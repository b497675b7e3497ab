//! Stage 2: task rule generation
//!
//! Selects the day's target containers and builds the rule that classifies
//! them. Two rule shapes:
//!
//! - **Simple**: `ContainerId=A OR ContainerId=B OR ...`, one leaf per target
//! - **Composite**: targets split round-robin into 2..=max_complexity groups;
//!   a group with two or more members may become `(CargoType=x AND OriginPort=y)`,
//!   otherwise it is a single `CargoType` / `ContainerId` leaf, all joined
//!   under a root OR
//!
//! Draw order: target shuffle, composite coin, then (composite only) group
//! count and per-group coins.
//!
//! # Critical Invariants
//!
//! - Every selected target satisfies the finished rule. Composite groups
//!   only describe their leading members, so any selected target the groups
//!   miss is added back as a `ContainerId` leaf (no draws).
//! - `is_target` is set on the selected containers only, here and nowhere
//!   else. A composite rule may also accept unselected containers that
//!   share a cargo type or origin with a target.

use crate::config::GenerationConfig;
use crate::generation::select_indices;
use crate::generation::stages::{ContainersGenerated, TaskRuleGenerated};
use crate::models::ContainerFields;
use crate::rng::DeterministicRng;
use crate::rules::{FieldKind, RuleCondition, RuleTree};
use tracing::debug;

/// Probability used for each per-group shape decision
const GROUP_SHAPE_PROBABILITY: f32 = 0.5;

/// Select targets, build the task rule and mark containers
pub fn generate_task_rule(
    previous: ContainersGenerated,
    config: &GenerationConfig,
) -> TaskRuleGenerated {
    let mut previous = previous;
    let container_count = previous.containers.len();
    let target_count = resolve_target_count(
        config.calculate_target_count(container_count),
        container_count,
    );

    let selected = select_indices(&mut previous.rng, container_count, target_count);
    let targets: Vec<&ContainerFields> = selected
        .iter()
        .filter_map(|&index| previous.containers.get(index))
        .map(|container| container.fields())
        .collect();

    let (task_rule, composite) = build_rule(&mut previous.rng, config, &targets);

    for &index in &selected {
        if let Some(container) = previous.containers.get_mut(index) {
            container.set_target(true);
        }
    }

    let checkpoint = previous.rng.draw_count();
    debug!(
        selected = selected.len(),
        composite,
        rule = %task_rule,
        checkpoint,
        "task rule stage complete"
    );

    TaskRuleGenerated {
        previous,
        task_rule,
        checkpoint,
    }
}

/// Clamp the configured target count into `[1, container_count]`
///
/// A non-positive or oversized count falls back to one third of the
/// population first. An empty population has no targets.
pub fn resolve_target_count(raw: i64, container_count: usize) -> usize {
    if container_count == 0 {
        return 0;
    }

    let population = container_count as i64;
    let count = if raw <= 0 || raw > population {
        population / 3
    } else {
        raw
    };
    count.clamp(1, population) as usize
}

/// Returns the rule and whether the composite shape was used
fn build_rule(
    rng: &mut DeterministicRng,
    config: &GenerationConfig,
    targets: &[&ContainerFields],
) -> (RuleTree, bool) {
    let use_composite = rng.chance(config.composite_rule_probability);

    if !use_composite || config.max_rule_complexity < 2 {
        return (build_simple_rule(targets), false);
    }

    (build_composite_rule(rng, config, targets), true)
}

fn build_simple_rule(targets: &[&ContainerFields]) -> RuleTree {
    RuleTree::any_of(targets.iter().map(|target| id_leaf(target)).collect())
}

fn build_composite_rule(
    rng: &mut DeterministicRng,
    config: &GenerationConfig,
    targets: &[&ContainerFields],
) -> RuleTree {
    let max_groups = config.max_rule_complexity.min(i32::MAX as u32 - 1) as i32;
    let group_count = rng.range_int(2, max_groups + 1).max(1) as usize;
    let groups = split_round_robin(targets, group_count);

    let mut rule = RuleTree::any_of(Vec::new());

    for group in &groups {
        let Some(first) = group.first() else {
            continue;
        };

        // The coin is spent even for a single member, which never pairs.
        let pair_source = group.get(1);
        if let (true, Some(second)) = (rng.chance(GROUP_SHAPE_PROBABILITY), pair_source) {
            rule.push(RuleTree::all_of(vec![
                RuleTree::leaf(RuleCondition::new(FieldKind::CargoType, first.cargo_label.as_str())),
                RuleTree::leaf(RuleCondition::new(FieldKind::OriginPort, second.origin_port.as_str())),
            ]));
        } else if rng.chance(GROUP_SHAPE_PROBABILITY) {
            rule.push(RuleTree::leaf(RuleCondition::new(
                FieldKind::CargoType,
                first.cargo_label.as_str(),
            )));
        } else {
            rule.push(id_leaf(first));
        }
    }

    for target in targets {
        if !rule.is_target(target) {
            rule.push(id_leaf(target));
        }
    }

    rule
}

/// `items[i]` goes to group `i % group_count`
fn split_round_robin<'a, T>(items: &[&'a T], group_count: usize) -> Vec<Vec<&'a T>> {
    let mut groups: Vec<Vec<&'a T>> = (0..group_count).map(|_| Vec::new()).collect();
    if group_count == 0 {
        return groups;
    }

    for (i, item) in items.iter().enumerate() {
        if let Some(group) = groups.get_mut(i % group_count) {
            group.push(*item);
        }
    }
    groups
}

fn id_leaf(fields: &ContainerFields) -> RuleTree {
    RuleTree::leaf(RuleCondition::new(
        FieldKind::ContainerId,
        fields.container_id.as_str(),
    ))
}

#[cfg(test)]
mod tests {
    use super::*;

    #[test]
    fn test_resolve_target_count() {
        assert_eq!(resolve_target_count(3, 10), 3);
        assert_eq!(resolve_target_count(0, 10), 3); // one-third fallback
        assert_eq!(resolve_target_count(11, 10), 3);
        assert_eq!(resolve_target_count(0, 2), 1); // fallback of 0 clamps up to 1
        assert_eq!(resolve_target_count(5, 0), 0);
    }

    #[test]
    fn test_split_round_robin() {
        let items = [0, 1, 2, 3, 4, 5, 6, 7, 8, 9];
        let refs: Vec<&i32> = items.iter().collect();
        let groups = split_round_robin(&refs, 3);
        let flat: Vec<Vec<i32>> = groups
            .iter()
            .map(|g| g.iter().map(|v| **v).collect())
            .collect();
        assert_eq!(flat, vec![vec![0, 3, 6, 9], vec![1, 4, 7], vec![2, 5, 8]]);
    }

    #[test]
    fn test_single_member_groups_never_pair() {
        let config = GenerationConfig {
            max_rule_complexity: 2,
            ..GenerationConfig::default()
        };
        let fields = [
            ContainerFields::new("TRBU-1001", "Marseille", "Books"),
            ContainerFields::new("TRBU-1002", "Trieste", "Automotive"),
        ];
        let targets: Vec<&ContainerFields> = fields.iter().collect();

        for seed in 1..200 {
            let mut rng = DeterministicRng::new(seed);
            let rule = build_composite_rule(&mut rng, &config, &targets);
            assert!(
                rule.members().iter().all(|m| !matches!(m, RuleTree::And(_))),
                "seed {} rule {}",
                seed,
                rule
            );
            assert!(targets.iter().all(|t| rule.is_target(t)), "seed {}", seed);
        }
    }

    #[test]
    fn test_single_member_group_spends_both_coins() {
        let config = GenerationConfig {
            max_rule_complexity: 2,
            ..GenerationConfig::default()
        };
        let fields = [
            ContainerFields::new("TRBU-1001", "Marseille", "Books"),
            ContainerFields::new("TRBU-1002", "Trieste", "Automotive"),
        ];
        let targets: Vec<&ContainerFields> = fields.iter().collect();

        let mut rng = DeterministicRng::new(3);
        build_composite_rule(&mut rng, &config, &targets);
        // group count, then two coins for each of the two groups
        assert_eq!(rng.draw_count(), 5);
    }

    #[test]
    fn test_composite_rule_covers_all_targets() {
        let config = GenerationConfig {
            max_rule_complexity: 4,
            ..GenerationConfig::default()
        };
        let fields: Vec<ContainerFields> = (0..9)
            .map(|i| {
                ContainerFields::new(
                    format!("TRBU-10{:02}", i),
                    ["Varna", "Naples", "Odesa"][i % 3],
                    ["Food", "Books"][i % 2],
                )
            })
            .collect();
        let targets: Vec<&ContainerFields> = fields.iter().collect();

        for seed in 1..50 {
            let mut rng = DeterministicRng::new(seed);
            let rule = build_composite_rule(&mut rng, &config, &targets);
            assert!(targets.iter().all(|t| rule.is_target(t)), "seed {}", seed);
        }
    }
}
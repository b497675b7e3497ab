//! Determinism validation hashes
//!
//! Short, stable fingerprints of a generated day for regression checks:
//! same seed + same config must give the same five hashes.
//!
//! | Hash      | Canonical input                                        |
//! |-----------|--------------------------------------------------------|
//! | container | container IDs in generation order, comma-joined        |
//! | ship      | ship names in generation order, comma-joined           |
//! | target    | sorted IDs of containers with `is_target`              |
//! | placement | sorted `id:zone` pairs for containers with a zone      |
//! | pipeline  | the four hashes above plus checkpoints, `|`-joined      |
//!
//! Each digest is SHA-256 over the UTF-8 input, truncated to its first 8
//! bytes and rendered as 16 lowercase hex characters. Degenerate inputs map
//! to sentinel strings so "no data" never looks like a real digest.

use crate::generation::DrawCheckpoints;
use crate::models::{ContainerRecord, ShipRecord};
use serde::{Deserialize, Serialize};
use sha2::{Digest, Sha256};
use std::borrow::Borrow;

/// Empty container or ship list
pub const EMPTY: &str = "EMPTY";

/// Containers exist but none is a target
pub const NO_TARGETS: &str = "NO_TARGETS";

/// Containers exist but none has an expected zone
pub const NO_PLACEMENTS: &str = "NO_PLACEMENTS";

/// Empty canonical string handed to the digest
pub const EMPTY_INPUT: &str = "EMPTY_INPUT";

/// Missing checkpoint list in the pipeline hash
pub const NO_CHECKPOINTS: &str = "NO_CHECKPOINTS";

const SHORT_HASH_BYTES: usize = 8;

fn record<C: Borrow<ContainerRecord>>(container: &C) -> &ContainerRecord {
    container.borrow()
}

/// First 8 bytes of SHA-256 as hex, or [`EMPTY_INPUT`] for an empty string
///
/// ```
/// use portday_core::orchestrator::determinism::short_hash;
///
/// assert_eq!(short_hash("abc"), "ba7816bf8f01cfea");
/// assert_eq!(short_hash(""), "EMPTY_INPUT");
/// ```
pub fn short_hash(input: &str) -> String {
    if input.is_empty() {
        return EMPTY_INPUT.to_string();
    }

    let digest = Sha256::digest(input.as_bytes());
    digest[..SHORT_HASH_BYTES]
        .iter()
        .map(|byte| format!("{:02x}", byte))
        .collect()
}

/// Hash of the container-ID sequence
///
/// Accepts owned records as well as the shared `Arc` handles of a
/// finished day.
pub fn container_hash<C: Borrow<ContainerRecord>>(containers: &[C]) -> String {
    if containers.is_empty() {
        return EMPTY.to_string();
    }

    let ids: Vec<&str> = containers.iter().map(|c| record(c).container_id()).collect();
    short_hash(&ids.join(","))
}

/// Hash of the ship-name sequence
pub fn ship_hash(ships: &[ShipRecord]) -> String {
    if ships.is_empty() {
        return EMPTY.to_string();
    }

    let names: Vec<&str> = ships.iter().map(|s| s.ship_name()).collect();
    short_hash(&names.join(","))
}

/// Hash of the sorted target-ID set
pub fn target_hash<C: Borrow<ContainerRecord>>(containers: &[C]) -> String {
    if containers.is_empty() {
        return EMPTY.to_string();
    }

    let mut ids: Vec<&str> = containers
        .iter()
        .map(record)
        .filter(|c| c.is_target())
        .map(|c| c.container_id())
        .collect();
    if ids.is_empty() {
        return NO_TARGETS.to_string();
    }

    ids.sort_unstable();
    short_hash(&ids.join(","))
}

/// Hash of the sorted `containerId:zoneId` pairs
pub fn placement_hash<C: Borrow<ContainerRecord>>(containers: &[C]) -> String {
    if containers.is_empty() {
        return EMPTY.to_string();
    }

    let mut pairs: Vec<String> = containers
        .iter()
        .map(record)
        .filter(|c| c.has_expected_zone())
        .map(|c| format!("{}:{}", c.container_id(), c.expected_zone_id()))
        .collect();
    if pairs.is_empty() {
        return NO_PLACEMENTS.to_string();
    }

    pairs.sort_unstable();
    short_hash(&pairs.join(","))
}

/// Combined hash over the four artifact hashes and the checkpoints
pub fn pipeline_hash<C: Borrow<ContainerRecord>>(
    containers: &[C],
    ships: &[ShipRecord],
    checkpoints: Option<&DrawCheckpoints>,
) -> String {
    let checkpoint_text = match checkpoints {
        Some(checkpoints) => checkpoints
            .as_array()
            .iter()
            .map(u64::to_string)
            .collect::<Vec<_>>()
            .join(","),
        None => NO_CHECKPOINTS.to_string(),
    };

    let data = [
        container_hash(containers),
        ship_hash(ships),
        target_hash(containers),
        placement_hash(containers),
        checkpoint_text,
    ]
    .join("|");
    short_hash(&data)
}

/// All five hashes of one generated day
///
/// Two reports compare equal exactly when every hash matches.
#[derive(Debug, Clone, PartialEq, Eq, Serialize, Deserialize)]
pub struct DeterminismReport {
    pub container_hash: String,
    pub ship_hash: String,
    pub target_hash: String,
    pub placement_hash: String,
    pub pipeline_hash: String,
}

impl DeterminismReport {
    pub fn compute<C: Borrow<ContainerRecord>>(
        containers: &[C],
        ships: &[ShipRecord],
        checkpoints: &DrawCheckpoints,
    ) -> Self {
        Self {
            container_hash: container_hash(containers),
            ship_hash: ship_hash(ships),
            target_hash: target_hash(containers),
            placement_hash: placement_hash(containers),
            pipeline_hash: pipeline_hash(containers, ships, Some(checkpoints)),
        }
    }

    /// Names of the hashes that differ from `other`
    pub fn mismatches(&self, other: &DeterminismReport) -> Vec<&'static str> {
        let pairs = [
            ("container", &self.container_hash, &other.container_hash),
            ("ship", &self.ship_hash, &other.ship_hash),
            ("target", &self.target_hash, &other.target_hash),
            ("placement", &self.placement_hash, &other.placement_hash),
            ("pipeline", &self.pipeline_hash, &other.pipeline_hash),
        ];
        pairs
            .into_iter()
            .filter(|(_, left, right)| left != right)
            .map(|(name, _, _)| name)
            .collect()
    }
}

impl std::fmt::Display for DeterminismReport {
    fn fmt(&self, f: &mut std::fmt::Formatter<'_>) -> std::fmt::Result {
        writeln!(f, "container: {}", self.container_hash)?;
        writeln!(f, "ship:      {}", self.ship_hash)?;
        writeln!(f, "target:    {}", self.target_hash)?;
        writeln!(f, "placement: {}", self.placement_hash)?;
        write!(f, "pipeline:  {}", self.pipeline_hash)
    }
}

#[cfg(test)]
mod tests {
    use super::*;
    use crate::models::ContainerFields;
    use std::sync::Arc;

    fn make(id: &str) -> ContainerRecord {
        ContainerRecord::new(ContainerFields::new(id, "Varna", "Food"))
    }

    #[test]
    fn test_short_hash_is_sixteen_hex_chars() {
        let hash = short_hash("TRBU-1001,TRBU-1002");
        assert_eq!(hash.len(), 16);
        assert!(hash.chars().all(|c| c.is_ascii_hexdigit() && !c.is_ascii_uppercase()));
    }

    #[test]
    fn test_sentinels() {
        let none: Vec<ContainerRecord> = Vec::new();
        assert_eq!(container_hash(&none), EMPTY);
        assert_eq!(target_hash(&none), EMPTY);
        assert_eq!(placement_hash(&none), EMPTY);
        assert_eq!(ship_hash(&[]), EMPTY);

        let plain = vec![make("A-1")];
        assert_eq!(target_hash(&plain), NO_TARGETS);
        assert_eq!(placement_hash(&plain), NO_PLACEMENTS);
    }

    #[test]
    fn test_target_hash_ignores_order() {
        let mut first = vec![make("B-2"), make("A-1")];
        let mut second = vec![make("A-1"), make("B-2")];
        for c in first.iter_mut().chain(second.iter_mut()) {
            c.set_target(true);
        }
        assert_eq!(target_hash(&first), target_hash(&second));
        assert_ne!(container_hash(&first), container_hash(&second));
    }

    #[test]
    fn test_arc_and_owned_hash_alike() {
        let mut owned = vec![make("A-1"), make("A-2")];
        owned[1].set_expected_zone(3);
        let shared: Vec<Arc<ContainerRecord>> = owned.iter().cloned().map(Arc::new).collect();
        assert_eq!(placement_hash(&owned), placement_hash(&shared));
        assert_eq!(placement_hash(&owned), short_hash("A-2:3"));
    }

    #[test]
    fn test_pipeline_hash_sees_checkpoints() {
        let containers = vec![make("A-1")];
        let checkpoints = DrawCheckpoints {
            after_containers: 4,
            after_task_rule: 4,
            after_placement: 5,
            after_ships: 9,
        };
        let with = pipeline_hash(&containers, &[], Some(&checkpoints));
        let without = pipeline_hash(&containers, &[], None);
        assert_ne!(with, without);
    }
}
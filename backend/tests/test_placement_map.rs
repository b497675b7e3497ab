//! Placement Map Tests
//!
//! Critical invariants tested:
//! - First assignment wins; repeated keys keep their zone
//! - Lookups read the field named by the map's key kind
//! - Display helpers keep insertion order
//! - The shared map builder draws once per new key for every key kind

use portday_core::generation::build_placement_map;
use portday_core::{
    ContainerFields, ContainerRecord, DeterministicRng, FieldKind, PlacementMap, PoolsConfig,
};

fn record(id: &str, origin: &str, cargo: &str) -> ContainerRecord {
    ContainerRecord::new(ContainerFields::new(id, origin, cargo))
}

// ============================================================================
// Map Behavior
// ============================================================================

#[test]
fn test_first_assignment_wins() {
    let mut map = PlacementMap::new(FieldKind::CargoType);
    assert!(map.add_mapping("Food", 1, "Zone A"));
    assert!(!map.add_mapping("Food", 2, "Zone B"));
    assert_eq!(map.zone_for_key("Food"), Some(1));
    assert_eq!(map.len(), 1);
}

#[test]
fn test_empty_key_rejected() {
    let mut map = PlacementMap::new(FieldKind::OriginPort);
    assert!(!map.add_mapping("", 1, "Zone A"));
    assert!(map.is_empty());
}

#[test]
fn test_expected_zone_reads_key_kind() {
    let mut map = PlacementMap::new(FieldKind::OriginPort);
    map.add_mapping("Varna", 3, "Zone C");

    let fields = ContainerFields::new("A-1", "Varna", "Food");
    assert_eq!(map.expected_zone_for(&fields), Some(3));

    let other = ContainerFields::new("Varna", "Izmir", "Varna");
    assert_eq!(map.expected_zone_for(&other), None);
}

#[test]
fn test_zone_display_name_fallback() {
    let mut map = PlacementMap::new(FieldKind::CargoType);
    map.add_mapping("Food", 2, "North Yard");
    map.add_mapping("Books", 2, "Ignored Name");
    assert_eq!(map.zone_display_name(2), "North Yard");
    assert_eq!(map.zone_display_name(7), "Zone 7");
}

#[test]
fn test_descriptions() {
    let mut map = PlacementMap::new(FieldKind::CargoType);
    assert_eq!(map.ui_instruction(), "Placement instructions: (not defined)");

    map.add_mapping("Textiles", 2, "Zone B");
    map.add_mapping("Food", 1, "Zone A");

    assert_eq!(map.short_description(), "CargoType→ZoneId (2 mappings)");
    assert_eq!(
        map.ui_instruction(),
        "Placement instructions (CargoType):\n- Textiles → Zone B\n- Food → Zone A\n"
    );

    let entries: Vec<(&str, u32)> = map.entries().collect();
    assert_eq!(entries, vec![("Textiles", 2), ("Food", 1)]);
}

#[test]
fn test_placement_map_json_roundtrip() {
    let mut map = PlacementMap::new(FieldKind::ContainerId);
    map.add_mapping("B-2", 1, "Zone A");
    map.add_mapping("A-1", 3, "Zone C");

    let json = serde_json::to_string(&map).unwrap();
    let restored: PlacementMap = serde_json::from_str(&json).unwrap();
    assert_eq!(restored, map);
    assert_eq!(restored.entries().next(), Some(("B-2", 1)));
}

// ============================================================================
// Shared Builder
// ============================================================================

#[test]
fn test_builder_cargo_keys_share_zones() {
    let mut containers = vec![
        record("A-1", "Varna", "Food"),
        record("A-2", "Izmir", "Food"),
        record("A-3", "Izmir", "Books"),
        record("A-4", "Varna", "Food"),
    ];
    let mut rng = DeterministicRng::new(42);
    let map = build_placement_map(
        &mut rng,
        &PoolsConfig::default(),
        FieldKind::CargoType,
        &mut containers,
        &[0, 1, 2, 3],
    );

    assert_eq!(map.len(), 2);
    assert_eq!(rng.draw_count(), 2);
    let food_zone = map.zone_for_key("Food").unwrap();
    for index in [0, 1, 3] {
        assert_eq!(containers[index].expected_zone_id(), food_zone);
    }
    assert_eq!(
        Some(containers[2].expected_zone_id()),
        map.zone_for_key("Books")
    );
}

#[test]
fn test_builder_leaves_unselected_containers_unplaced() {
    let mut containers = vec![
        record("A-1", "Varna", "Food"),
        record("A-2", "Izmir", "Books"),
    ];
    let mut rng = DeterministicRng::new(42);
    build_placement_map(
        &mut rng,
        &PoolsConfig::default(),
        FieldKind::ContainerId,
        &mut containers,
        &[1],
    );

    assert!(!containers[0].has_expected_zone());
    assert!(containers[1].has_expected_zone());
}

#[test]
fn test_builder_empty_zone_catalog_uses_zone_a() {
    let pools = PoolsConfig {
        zone_names: Vec::new(),
        ..PoolsConfig::default()
    };
    let mut containers = vec![record("A-1", "Varna", "Food")];
    let mut rng = DeterministicRng::new(42);
    let map = build_placement_map(&mut rng, &pools, FieldKind::OriginPort, &mut containers, &[0]);

    assert_eq!(rng.draw_count(), 0);
    assert_eq!(containers[0].expected_zone_id(), 1);
    assert_eq!(map.zone_display_name(1), "Zone A");
}

#[test]
fn test_builder_zone_ids_are_one_based() {
    let mut containers: Vec<ContainerRecord> = (0..30)
        .map(|i| record(&format!("C-{}", i), "Varna", "Food"))
        .collect();
    let selected: Vec<usize> = (0..30).collect();
    let pools = PoolsConfig::default();
    let mut rng = DeterministicRng::new(7);
    build_placement_map(&mut rng, &pools, FieldKind::ContainerId, &mut containers, &selected);

    let zone_count = pools.zone_names.len() as u32;
    for container in &containers {
        let zone = container.expected_zone_id();
        assert!(zone >= 1 && zone <= zone_count, "zone {} out of range", zone);
    }
}
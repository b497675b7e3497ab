//! Procedural content generation stages
//!
//! Four stages run strictly in order, threading one random source:
//!
//! 1. **containers**: base population with unique IDs
//! 2. **task_rule**: target selection and the rule that classifies them
//! 3. **placement**: coverage selection and the key → zone map
//! 4. **ships**: ship roster and round-robin container distribution
//!
//! # Key Principles
//!
//! 1. **Determinism**: Same seed + same config → same content, same draw counts
//! 2. **Type-enforced ordering**: each stage consumes the previous stage's result
//! 3. **Total output**: bounded retries fall back deterministically, never fail

pub mod containers;
pub mod placement;
pub mod ships;
pub mod stages;
pub mod task_rule;

pub use containers::generate_containers;
pub use placement::{build_placement_map, generate_placement};
pub use ships::generate_ships;
pub use stages::{
    ContainersGenerated, DrawCheckpoints, PlacementGenerated, ShipsGenerated, ShipsGeneratedParts,
    TaskRuleGenerated,
};
pub use task_rule::generate_task_rule;

use crate::rng::DeterministicRng;

/// Pick `count` distinct indices out of `0..len` by shuffle-then-take-prefix
///
/// When `count >= len` every index is returned in order and no draws are
/// consumed; otherwise a copy of the index list is shuffled (`len - 1`
/// draws) and its first `count` entries are returned.
pub(crate) fn select_indices(rng: &mut DeterministicRng, len: usize, count: usize) -> Vec<usize> {
    let mut indices: Vec<usize> = (0..len).collect();
    if count >= len {
        return indices;
    }

    rng.shuffle_in_place(&mut indices);
    indices.truncate(count);
    indices
}
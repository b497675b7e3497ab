//! Ship model
//!
//! Ships carry the day's containers. The ship stage fills each ship's
//! container list round-robin; the lists share the same container records as
//! the pipeline's container list (`Arc` clones, never copies), so zone and
//! target flags read through a ship match the pipeline's view exactly.

use crate::models::container::ContainerRecord;
use serde::{Deserialize, Serialize};
use std::fmt;
use std::sync::Arc;

/// A generated ship and the containers assigned to it
#[derive(Debug, Clone, Serialize, Deserialize)]
pub struct ShipRecord {
    /// Sequential ship identifier (e.g. "SH-001")
    ship_id: String,

    /// Unique display name (e.g. "M/V Aegean Star")
    ship_name: String,

    /// Port the ship departed from
    origin_port: String,

    /// Voyage length in hours
    voyage_duration_hours: f32,

    /// Assigned containers in insertion order
    containers: Vec<Arc<ContainerRecord>>,
}

impl ShipRecord {
    pub fn new(
        ship_id: String,
        ship_name: String,
        origin_port: String,
        voyage_duration_hours: f32,
    ) -> Self {
        Self {
            ship_id,
            ship_name,
            origin_port,
            voyage_duration_hours,
            containers: Vec::new(),
        }
    }

    pub fn ship_id(&self) -> &str {
        &self.ship_id
    }

    pub fn ship_name(&self) -> &str {
        &self.ship_name
    }

    pub fn origin_port(&self) -> &str {
        &self.origin_port
    }

    pub fn voyage_duration_hours(&self) -> f32 {
        self.voyage_duration_hours
    }

    pub fn containers(&self) -> &[Arc<ContainerRecord>] {
        &self.containers
    }

    pub fn container_count(&self) -> usize {
        self.containers.len()
    }

    pub(crate) fn add_container(&mut self, container: Arc<ContainerRecord>) {
        self.containers.push(container);
    }
}

impl fmt::Display for ShipRecord {
    fn fmt(&self, f: &mut fmt::Formatter<'_>) -> fmt::Result {
        write!(
            f,
            "Ship[{}, {}, {}] Containers={}",
            self.ship_id,
            self.ship_name,
            self.origin_port,
            self.containers.len()
        )
    }
}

(Directions): Take the word "their" and find each line of the material that contains it. Copy those lines.

(Finished task):
//!   only describe their leading members, so any selected target the groups
//! - First assignment wins; repeated keys keep their zone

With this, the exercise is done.